Silver meat skewer

This past year has rooted millions of us in our homes and our routines. I know every square foot of this place so well, it’s like being a child again.

Here’s an illustration of the groove I have worn. Months ago I bought a bright light to keep my study cheery, which sits on the piano three feet to my right. To turn it on, I just need to touch it. But my arm isn’t three feet long. So to turn on the light I get up from my desk, right?
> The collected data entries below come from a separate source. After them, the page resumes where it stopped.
//! Rigid body types

use crate::material::PhysicsMaterial;
use crate::shapes::{Aabb, BodyShape, Collider};
use sandbox_math::{Plane, Quat, Vec3};
use slotmap::new_key_type;

new_key_type! {
    /// Key to a rigid body in the physics world
    ///
    /// Generational: once a body is removed, old keys return None even if
    /// the slot is reused.
    pub struct BodyKey;
}

/// A rigid body with position, rotation, velocity and a collision shape
#[derive(Clone, Debug)]
pub struct RigidBody {
    /// World position (units)
    pub position: Vec3,
    /// Orientation; not used by contact resolution
    pub rotation: Quat,
    /// Velocity (units per second)
    pub velocity: Vec3,
    /// Forces accumulated since the last step, cleared after integration
    pub force: Vec3,
    /// Mass; zero for static bodies
    pub mass: f32,
    pub material: PhysicsMaterial,
    pub affected_by_gravity: bool,
    /// Static bodies never move during a step
    pub is_static: bool,
    shape: BodyShape,
    scale: Vec3,
    collider: Collider,
}

impl RigidBody {
    fn with_shape(position: Vec3, shape: BodyShape) -> Self {
        Self {
            position,
            rotation: Quat::IDENTITY,
            velocity: Vec3::ZERO,
            force: Vec3::ZERO,
            mass: 1.0,
            material: PhysicsMaterial::default(),
            affected_by_gravity: true,
            is_static: false,
            shape,
            scale: Vec3::ONE,
            collider: shape.collider_at(position, Vec3::ONE),
        }
    }

    /// Create a dynamic body with a sphere collider
    pub fn new_sphere(position: Vec3, radius: f32) -> Self {
        Self::with_shape(position, BodyShape::Sphere { radius })
    }

    /// Create a dynamic body with a box collider
    pub fn new_box(position: Vec3, half_extents: Vec3) -> Self {
        Self::with_shape(position, BodyShape::Box { half_extents })
    }

    /// Create a static box that doesn't move
    pub fn new_static_box(position: Vec3, half_extents: Vec3) -> Self {
        Self::new_box(position, half_extents).with_static(true)
    }

    pub fn with_velocity(mut self, velocity: Vec3) -> Self {
        self.velocity = velocity;
        self
    }

    /// A mass of zero or less makes the body static
    pub fn with_mass(mut self, mass: f32) -> Self {
        if mass <= 0.0 {
            return self.with_static(true);
        }
        self.mass = mass;
        self
    }

    pub fn with_material(mut self, material: PhysicsMaterial) -> Self {
        self.material = material;
        self
    }

    pub fn with_gravity(mut self, affected: bool) -> Self {
        self.affected_by_gravity = affected;
        self
    }

    pub fn with_static(mut self, is_static: bool) -> Self {
        self.is_static = is_static;
        if is_static {
            self.mass = 0.0;
            self.affected_by_gravity = false;
            self.velocity = Vec3::ZERO;
        }
        self
    }

    pub fn collider(&self) -> &Collider {
        &self.collider
    }

    pub fn shape(&self) -> BodyShape {
        self.shape
    }

    pub fn scale(&self) -> Vec3 {
        self.scale
    }

    /// Update the position and sync the collider
    pub fn set_position(&mut self, position: Vec3) {
        let delta = position - self.position;
        self.position = position;
        self.collider = self.collider.translated(delta);
    }

    /// Rescale the collider relative to its unscaled shape
    pub fn set_scale(&mut self, scale: Vec3) {
        self.scale = scale;
        self.collider = self.shape.collider_at(self.position, scale);
    }

    /// Apply a positional correction (e.g. from contact resolution)
    pub fn apply_correction(&mut self, correction: Vec3) {
        self.position += correction;
        self.collider = self.collider.translated(correction);
    }

    /// Accumulate a force for the next step; ignored on static bodies
    pub fn apply_force(&mut self, force: Vec3) {
        if !self.is_static {
            self.force += force;
        }
    }
}

/// Immovable collision geometry that isn't a body (the ground)
#[derive(Clone, Debug)]
pub struct StaticCollider {
    pub collider: Collider,
    pub material: PhysicsMaterial,
}

impl StaticCollider {
    pub fn new(collider: Collider, material: PhysicsMaterial) -> Self {
        Self { collider, material }
    }

    /// Infinite horizontal plane at the given height
    pub fn floor(y: f32, material: PhysicsMaterial) -> Self {
        Self::new(Collider::Plane(Plane::horizontal(y)), material)
    }

    /// Box slab whose top face sits at `top_y`
    pub fn ground_slab(top_y: f32, half_extents: Vec3, material: PhysicsMaterial) -> Self {
        let center = Vec3::new(0.0, top_y - half_extents.y, 0.0);
        Self::new(Collider::Aabb(Aabb::from_center_half_extents(center, half_extents)), material)
    }
}

#[cfg(test)]
mod tests {
    use super::*;

    #[test]
    fn test_new_sphere_body() {
        let pos = Vec3::new(1.0, 2.0, 3.0);
        let body = RigidBody::new_sphere(pos, 0.5);

        assert_eq!(body.position, pos);
        assert_eq!(body.velocity, Vec3::ZERO);
        assert_eq!(body.mass, 1.0);
        assert!(body.affected_by_gravity);
        assert!(!body.is_static);
        assert_eq!(body.collider().center(), pos);
    }

    #[test]
    fn test_zero_mass_is_static() {
        let body = RigidBody::new_box(Vec3::ZERO, Vec3::splat(5.0)).with_mass(0.0);
        assert!(body.is_static);
        assert!(!body.affected_by_gravity);
    }

    #[test]
    fn test_set_position_moves_collider() {
        let mut body = RigidBody::new_sphere(Vec3::ZERO, 1.0);
        let new_pos = Vec3::new(5.0, 10.0, 3.0);
        body.set_position(new_pos);
        assert_eq!(body.position, new_pos);
        assert_eq!(body.collider().center(), new_pos);
    }

    #[test]
    fn test_set_scale_does_not_compound() {
        let mut body = RigidBody::new_box(Vec3::ZERO, Vec3::splat(5.0));
        body.set_scale(Vec3::splat(2.0));
        body.set_scale(Vec3::splat(2.0));
        match body.collider() {
            Collider::Aabb(b) => assert_eq!(b.half_extents(), Vec3::splat(10.0)),
            other => panic!("expected box, got {:?}", other),
        }
    }

    #[test]
    fn test_apply_force_ignored_on_static() {
        let mut body = RigidBody::new_static_box(Vec3::ZERO, Vec3::ONE);
        body.apply_force(Vec3::X);
        assert_eq!(body.force, Vec3::ZERO);

        let mut body = RigidBody::new_sphere(Vec3::ZERO, 1.0);
        body.apply_force(Vec3::X);
        body.apply_force(Vec3::X);
        assert_eq!(body.force, Vec3::new(2.0, 0.0, 0.0));
    }

    #[test]
    fn test_ground_slab_top_face() {
        let ground = StaticCollider::ground_slab(0.0, Vec3::new(1000.0, 5.0, 1000.0), PhysicsMaterial::GROUND);
        match ground.collider {
            Collider::Aabb(b) => {
                assert_eq!(b.max.y, 0.0);
                assert_eq!(b.center().y, -5.0);
            }
            other => panic!("expected box, got {:?}", other),
        }
    }
}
Wrong. Years ago, for a big birthday, my father gave me a foot-long Georgian silver meat skewer to use as a letter opener. Somewhere along the way this pandemic year, I discovered that if you touch the light with the skewer, it switches on as easily as if you’d touched it with your hand. (My father loved silver, and showed me how it conducts heat and electricity even better than copper.) Two feet (arm) plus one foot (skewer) spans the gap. I don’t get out of my chair.

[27 March 2021]

Randomness and applied mathematics

The greatest change in the applied mathematical landscape in my career, apart from the advance of computers, has been the penetration of probabilistic ideas into every corner of our work. Differential equations become stochastic differential equations; deterministic algorithms become randomized; simulation gives way to uncertainty quantification. When I was a graduate student, hardly anyone outside of statistics departments worked on stochastic problems — certainly none of us numerical analysts in Serra House at Stanford. Nowadays if you don’t, you are old-fashioned.

I got a chance to quantify this trend when I gave the keynote lecture yesterday at the annual meeting of the MIT Center for Computational Science and Engineering. At the end of the question period I asked the audience — about 75 graduate students and postdocs, the CSE leaders of the future — how many of you work on problems with a probabilistic component? We did a Zoom poll, and the answer was 63%.